Sounder Essay Questions

Essay Questions

  1. 1

    What do the boy’s two encounters with viciously racist adult say about the construction of institutionalized racism?

    Both the men are in lower levels positions of authority: a deputy and a prison guard. Both treat the young boy with callous disregard for his feelings. They don’t see his youth or the fact that he has been separated from his father; all they see is his blackness and that very element means he is to be extended no recognition of humanity. Beyond the lack of sympathy, both also take things a step further by committing absolutely unnecessary physical acts directed toward the boy which are literal manifestations of racist disregard for another’s basic humanity. These are indecent men behaving vilely toward a young boy and though he engages in fantasies of retribution and a settling of scores, he walks silently away from each encounter, never daring even to come close to an confrontation. He is young but has already learned that the gatekeepers of justice and authority in America are not there to protect him from the bad guys and evil in the world. Instead, they are representatives of a system that is evil and run by the bad guys.

  2. 2

    How does the family discover the courtroom fate of the father and what does it say about race relations at the time?

    The mother works doing laundry for the more financially better-off white families in town. When returning to their homes to deliver the cleaned laundry she asks them to read the newspaper accounts of the trial and it is only in this way that she actually learns he has been found guilty and sentenced to prison. At no point has the Sheriff or the reporter or any of the people whose soiled linens she cleans made the effort to go to where she lives and inform her, either officially or not. Relations between the whites and blacks in the area have already become so profoundly steeped in the post-abolition racism that will eventually Jim Crow laws, the resurgence of the KKK, poll taxes and countless other systemic discriminatory applications that a black wife is not even considered deserving of the being informed that her husband is going away to prison and she may never see him again.

  3. 3

    How does the author suggest something foreboding about the wonderfully rare delight of the smell of ham cooking?

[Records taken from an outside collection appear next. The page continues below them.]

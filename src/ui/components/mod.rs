pub mod menu;
pub mod progress_bar;
pub mod report;
pub mod training_card;
pub mod word_list;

    The enjoyment of dining on a ham actually goes beyond merely being a rarity; the boy has only once experienced the smell of ham cooking in his own home. The ham, of course, is stolen and will eventually lead to the father being sent away to prison and assumed having died there, but in the moment the opportunity for such a feast and the ignorance of the circumstances of acquisition make the process of cooking a celebratory event. Except that the boy notices his mother isn’t singing as she usually does during times of joy, but is instead humming, which she only does during times of stress. The imagery of the humming is situated as foreshadowing of the dark consequences to come.